The Daily Mash ‘reports’ that “homeworkers spend up to 85% of their working day laughing spitefully at anyone stupid enough to be in an office.”
These happy homeworkers start off “chuckling to themselves as they send a couple of 7am emails so it looks like they’ve started early.” And they continue in this fun-filled vein all day long, enjoying a filter coffee and cooking gourmet lunches while the rest of the office-incarcerated herd chugs “machine-made shit” and eats “reheated cheese toasties in a filthy canteen”.
Okay, so The Daily Mash isn’t exactly a credible source – except for satire.
But this piece addresses an important, salient point. Isn’t the homeworker always better off than the office-bound? Sans the commute, the office attire and the irritation of being around other people.

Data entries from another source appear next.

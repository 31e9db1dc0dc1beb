//! 문서 / 청크 타입

use std::path::PathBuf;

/// 로드된 원문 문서 (PDF 한 페이지 단위)
#[derive(Debug, Clone, PartialEq)]
pub struct Document {
    /// 추출된 텍스트
    pub text: String,
    /// 원본 파일 경로
    pub source: PathBuf,
    /// 페이지 번호 (1부터 시작, 페이지 개념이 없으면 None)
    pub page: Option<u32>,
}

impl Document {
    pub fn new(text: impl Into<String>, source: impl Into<PathBuf>, page: Option<u32>) -> Self {
        Self {
            text: text.into(),
            source: source.into(),
            page,
        }
    }

    /// 표시용 출처 문자열
    pub fn source_display(&self) -> String {
        self.source.display().to_string()
    }
}

/// 문서에서 잘라낸 청크 (임베딩/검색 단위)
#[derive(Debug, Clone, PartialEq)]
pub struct Chunk {
    /// 청크 식별자 (UUID v4)
    pub id: String,
    /// 청크 텍스트
    pub text: String,
    /// 원본 파일 경로
    pub source: String,
    /// 원본 페이지 번호
    pub page: Option<u32>,
    /// 문서 내 청크 순번 (0-based)
    pub chunk_index: u32,
    /// 문서 내 시작 위치 (문자 단위)
    pub start: usize,
}

/// 검색 결과 한 건
#[derive(Debug, Clone, PartialEq)]
pub struct SearchHit {
    pub chunk_id: String,
    pub text: String,
    pub source: String,
    pub page: Option<u32>,
    pub chunk_index: u32,
    /// 벡터 거리 (낮을수록 유사)
    pub distance: f32,
}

Yes and no. Having worked as a foreign correspondent from my London home for seven years, then moving into an office and back home again, the only idea worth chortling at is that it’s easy to work from home.

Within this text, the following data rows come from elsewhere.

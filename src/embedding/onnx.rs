//! 로컬 문장 임베딩 (ONNX Runtime)
//!
//! all-MiniLM-L6-v2 ONNX 모델을 `ort`로 실행하고, 어텐션 마스크 가중 평균 풀링 후
//! L2 정규화합니다. 모델 파일이 없으면 HuggingFace에서 한 번 내려받습니다.
//!
//! `ort`는 `load-dynamic`으로 빌드되므로 실행 시 ONNX Runtime 공유 라이브러리가
//! 필요합니다 (`ORT_DYLIB_PATH`).

use std::path::{Path, PathBuf};
use std::sync::{Arc, Mutex};

use async_trait::async_trait;
use ort::session::Session;
use ort::value::Tensor;
use tokenizers::{PaddingParams, Tokenizer, TruncationParams};

use super::{EmbeddingModel, EmbeddingProvider};
use crate::error::{QaError, Result, ServiceErrorKind};

/// 모델 이름 (모델 식별자 접두사)
pub const MINILM_MODEL: &str = "all-MiniLM-L6-v2";

/// all-MiniLM-L6-v2 출력 차원
pub const MINILM_DIMENSION: usize = 384;

/// sentence-transformers 설정의 최대 시퀀스 길이
const MAX_SEQ_LENGTH: usize = 256;

/// HuggingFace 모델 파일 기본 URL
const HF_BASE: &str = "https://huggingface.co/sentence-transformers/all-MiniLM-L6-v2/resolve/main";

/// 필요한 파일 (로컬 이름, 원격 경로)
const MODEL_FILES: &[(&str, &str)] = &[
    ("model.onnx", "onnx/model.onnx"),
    ("tokenizer.json", "tokenizer.json"),
];

// ============================================================================
// Model Files
// ============================================================================

/// 모델 디렉토리 (`PDFQA_MODEL_DIR` 우선, 기본: <데이터 디렉토리>/models/all-MiniLM-L6-v2)
pub fn default_model_dir() -> PathBuf {
    crate::config::non_empty_env("PDFQA_MODEL_DIR")
        .map(PathBuf::from)
        .unwrap_or_else(|| crate::config::get_data_dir().join("models").join(MINILM_MODEL))
}

/// 모델 파일이 모두 있는지
pub fn all_model_files_present(model_dir: &Path) -> bool {
    MODEL_FILES.iter().all(|(name, _)| model_dir.join(name).is_file())
}

/// 없는 모델 파일 다운로드
///
/// 이미 있는 파일은 건너뜁니다. 내려받는 중에는 `.part` 파일에 쓰고
/// 완료 후 이름을 바꾸므로 중단되어도 반쪽 파일이 남지 않습니다.
pub async fn download_model_files(model_dir: &Path) -> Result<()> {
    if all_model_files_present(model_dir) {
        return Ok(());
    }

    tokio::fs::create_dir_all(model_dir).await.map_err(|e| {
        QaError::Config(format!("Failed to create model directory {:?}: {}", model_dir, e))
    })?;

    let client = reqwest::Client::new();

    for &(filename, remote_path) in MODEL_FILES {
        let dest = model_dir.join(filename);
        if dest.is_file() {
            continue;
        }

        let url = format!("{}/{}", HF_BASE, remote_path);
        tracing::info!("Downloading {} from {}", filename, url);

        let bytes = client
            .get(&url)
            .send()
            .await
            .and_then(|r| r.error_for_status())
            .map_err(|e| download_error(filename, e))?
            .bytes()
            .await
            .map_err(|e| download_error(filename, e))?;

        let partial = dest.with_extension("part");
        let write_error = |e: std::io::Error| QaError::Config(format!("Failed to write {:?}: {}", dest, e));
        tokio::fs::write(&partial, &bytes).await.map_err(write_error)?;
        tokio::fs::rename(&partial, &dest).await.map_err(write_error)?;

        tracing::info!("Downloaded {} ({} bytes)", filename, bytes.len());
    }

    Ok(())
}

fn download_error(filename: &str, err: reqwest::Error) -> QaError {
    QaError::service(
        "huggingface",
        ServiceErrorKind::Transient,
        format!("Failed to download {}: {}", filename, err),
    )
}

// ============================================================================
// OnnxEmbedding
// ============================================================================

/// ONNX 세션과 토크나이저
struct MiniLmModel {
    session: Mutex<Session>,
    tokenizer: Tokenizer,
}

/// all-MiniLM-L6-v2 로컬 임베딩
#[derive(Clone)]
pub struct OnnxEmbedding {
    model: Arc<MiniLmModel>,
}

impl std::fmt::Debug for OnnxEmbedding {
    fn fmt(&self, f: &mut std::fmt::Formatter<'_>) -> std::fmt::Result {
        f.debug_struct("OnnxEmbedding").field("model", &MINILM_MODEL).finish()
    }
}

impl OnnxEmbedding {
    /// 모델 디렉토리에서 로드 (`model.onnx`, `tokenizer.json` 필요)
    pub fn load(model_dir: &Path) -> Result<Self> {
        let model_path = model_dir.join("model.onnx");
        let tokenizer_path = model_dir.join("tokenizer.json");

        if !all_model_files_present(model_dir) {
            return Err(QaError::Config(format!(
                "{} model files not found in {:?} (expected model.onnx and tokenizer.json)",
                MINILM_MODEL, model_dir
            )));
        }

        tracing::info!("Loading ONNX model from {:?}", model_path);

        let session = Session::builder()
            .map_err(|e| QaError::Config(format!("Failed to create ONNX session: {}", e)))?
            .with_intra_threads(4)
            .map_err(|e| QaError::Config(format!("Failed to configure ONNX threads: {}", e)))?
            .commit_from_file(&model_path)
            .map_err(|e| QaError::Config(format!("Failed to load ONNX model: {}", e)))?;

        let mut tokenizer = Tokenizer::from_file(&tokenizer_path)
            .map_err(|e| QaError::Config(format!("Failed to load tokenizer: {}", e)))?;
        tokenizer
            .with_truncation(Some(TruncationParams {
                max_length: MAX_SEQ_LENGTH,
                ..Default::default()
            }))
            .map_err(|e| QaError::Config(format!("Failed to configure tokenizer: {}", e)))?;
        tokenizer.with_padding(None::<PaddingParams>);

        Ok(Self {
            model: Arc::new(MiniLmModel {
                session: Mutex::new(session),
                tokenizer,
            }),
        })
    }

    /// 모델 파일을 준비(필요 시 다운로드)한 뒤 로드
    pub async fn from_model_dir(model_dir: &Path) -> Result<Self> {
        download_model_files(model_dir).await?;
        let dir = model_dir.to_path_buf();
        tokio::task::spawn_blocking(move || Self::load(&dir))
            .await
            .map_err(|e| QaError::Config(format!("Model loading task failed: {}", e)))?
    }

    fn inference_error(message: String) -> QaError {
        QaError::service(MINILM_MODEL, ServiceErrorKind::Permanent, message)
    }
}

impl MiniLmModel {
    /// 동기 임베딩 (blocking 스레드에서 호출)
    fn embed_sync(&self, text: &str) -> Result<Vec<f32>> {
        let encoding = self
            .tokenizer
            .encode(text, true)
            .map_err(|e| OnnxEmbedding::inference_error(format!("Tokenization failed: {}", e)))?;

        let input_ids: Vec<i64> = encoding.get_ids().iter().map(|&id| id as i64).collect();
        let attention_mask: Vec<i64> = encoding.get_attention_mask().iter().map(|&m| m as i64).collect();
        let seq_len = input_ids.len();

        let tensor = |data: Vec<i64>, name: &str| {
            Tensor::from_array(([1usize, seq_len], data))
                .map_err(|e| OnnxEmbedding::inference_error(format!("Invalid {} tensor: {}", name, e)))
        };
        let input_ids_val = tensor(input_ids, "input_ids")?;
        let attention_mask_val = tensor(attention_mask.clone(), "attention_mask")?;
        let token_type_ids_val = tensor(vec![0i64; seq_len], "token_type_ids")?;

        let mut session = self
            .session
            .lock()
            .map_err(|e| OnnxEmbedding::inference_error(format!("Session lock poisoned: {}", e)))?;
        let outputs = session
            .run(ort::inputs![
                "input_ids" => input_ids_val,
                "attention_mask" => attention_mask_val,
                "token_type_ids" => token_type_ids_val,
            ])
            .map_err(|e| OnnxEmbedding::inference_error(format!("Inference failed: {}", e)))?;

        // last_hidden_state: [1, seq_len, 384]
        let (_shape, hidden) = outputs[0]
            .try_extract_tensor::<f32>()
            .map_err(|e| OnnxEmbedding::inference_error(format!("Unexpected model output: {}", e)))?;

        if hidden.len() != seq_len * MINILM_DIMENSION {
            return Err(OnnxEmbedding::inference_error(format!(
                "Unexpected hidden state size {} for {} tokens",
                hidden.len(),
                seq_len
            )));
        }

        Ok(l2_normalize(mean_pooling(hidden, &attention_mask, MINILM_DIMENSION)))
    }
}

#[async_trait]
impl EmbeddingProvider for OnnxEmbedding {
    async fn embed(&self, text: &str) -> Result<Vec<f32>> {
        let model = self.model.clone();
        let text = text.to_string();
        tokio::task::spawn_blocking(move || model.embed_sync(&text))
            .await
            .map_err(|e| Self::inference_error(format!("Embedding task failed: {}", e)))?
    }

    async fn embed_batch(&self, texts: &[String]) -> Result<Vec<Vec<f32>>> {
        let model = self.model.clone();
        let texts = texts.to_vec();
        tokio::task::spawn_blocking(move || texts.iter().map(|t| model.embed_sync(t)).collect::<Result<Vec<_>>>())
            .await
            .map_err(|e| Self::inference_error(format!("Embedding task failed: {}", e)))?
    }

    fn dimension(&self) -> usize {
        MINILM_DIMENSION
    }

    fn model_id(&self) -> String {
        EmbeddingModel::MiniLm.id()
    }
}

// ============================================================================
// Pooling
// ============================================================================

/// 어텐션 마스크 가중 평균 풀링
///
/// `hidden`은 `[seq_len, hidden_size]`를 평탄화한 배열입니다.
fn mean_pooling(hidden: &[f32], attention_mask: &[i64], hidden_size: usize) -> Vec<f32> {
    let mut pooled = vec![0.0f32; hidden_size];
    let mut mask_sum = 0.0f32;

    for (token, row) in hidden.chunks_exact(hidden_size).enumerate() {
        let mask = attention_mask.get(token).copied().unwrap_or(0) as f32;
        if mask == 0.0 {
            continue;
        }
        mask_sum += mask;
        for (acc, value) in pooled.iter_mut().zip(row) {
            *acc += value * mask;
        }
    }

    if mask_sum > 0.0 {
        for v in &mut pooled {
            *v /= mask_sum;
        }
    }
    pooled
}

fn l2_normalize(mut vector: Vec<f32>) -> Vec<f32> {
    let norm = vector.iter().map(|v| v * v).sum::<f32>().sqrt();
    if norm > 0.0 {
        for v in &mut vector {
            *v /= norm;
        }
    }
    vector
}

#[cfg(test)]
mod tests {
    use super::*;
    use tempfile::TempDir;

    #[test]
    fn test_mean_pooling_ignores_padding() {
        // 토큰 2개, hidden 2, 두 번째는 패딩
        let hidden = vec![1.0, 2.0, 10.0, 20.0];
        assert_eq!(mean_pooling(&hidden, &[1, 0], 2), vec![1.0, 2.0]);
    }

    #[test]
    fn test_mean_pooling_averages_real_tokens() {
        let hidden = vec![1.0, 3.0, 3.0, 5.0];
        assert_eq!(mean_pooling(&hidden, &[1, 1], 2), vec![2.0, 4.0]);
    }

    #[test]
    fn test_l2_normalize() {
        let v = l2_normalize(vec![3.0, 4.0]);
        assert!((v[0] - 0.6).abs() < 1e-6);
        assert!((v[1] - 0.8).abs() < 1e-6);
        assert_eq!(l2_normalize(vec![0.0, 0.0]), vec![0.0, 0.0]);
    }

    #[test]
    fn test_all_files_present() {
        let dir = TempDir::new().unwrap();
        assert!(!all_model_files_present(dir.path()));

        std::fs::write(dir.path().join("tokenizer.json"), "{}").unwrap();
        assert!(!all_model_files_present(dir.path()));

        std::fs::write(dir.path().join("model.onnx"), "stub").unwrap();
        assert!(all_model_files_present(dir.path()));
    }

    #[test]
    fn test_load_without_model_files_is_config_error() {
        let dir = TempDir::new().unwrap();
        let err = OnnxEmbedding::load(dir.path()).unwrap_err();
        assert!(err.is_config());
        assert!(err.to_string().contains("model.onnx"));
    }

    /// 실제 모델 파일과 ONNX Runtime 필요: cargo test -- --ignored
    #[tokio::test]
    #[ignore]
    async fn test_minilm_embeds_unit_vectors() {
        let embedder = OnnxEmbedding::from_model_dir(&default_model_dir()).await.unwrap();
        let vectors = embedder
            .embed_batch(&["The term is 12 months.".to_string(), "Rent is due monthly.".to_string()])
            .await
            .unwrap();

        assert_eq!(vectors.len(), 2);
        for vector in &vectors {
            assert_eq!(vector.len(), MINILM_DIMENSION);
            let norm = vector.iter().map(|v| v * v).sum::<f32>().sqrt();
            assert!((norm - 1.0).abs() < 1e-3);
        }
        assert_eq!(embedder.embed("The term is 12 months.").await.unwrap(), vectors[0]);
    }
}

Yes it is but only if you work (rather than slack) from home.
It calls for an astounding degree of self-control; an amazing level of discipline and commitment to one’s work. It requires enormous concentration – when the dogs are barking, the doorbell is ringing but the deadline is upon us.
In actual fact, it’s harder to work from home than in an office. You are your own supervisor and well aware of exactly how much or little you accomplished in that last hour (15 minutes writing the lede para, 20 minutes on Facebook, 10 minutes on email and 15 to check multiple web recipes on good ways to use up leftover meatloaf).
This is a sobering reality for the world’s estimated 300 million homeworkers. Not much chortling there, I imagine, though there might be the odd cup of filter coffee.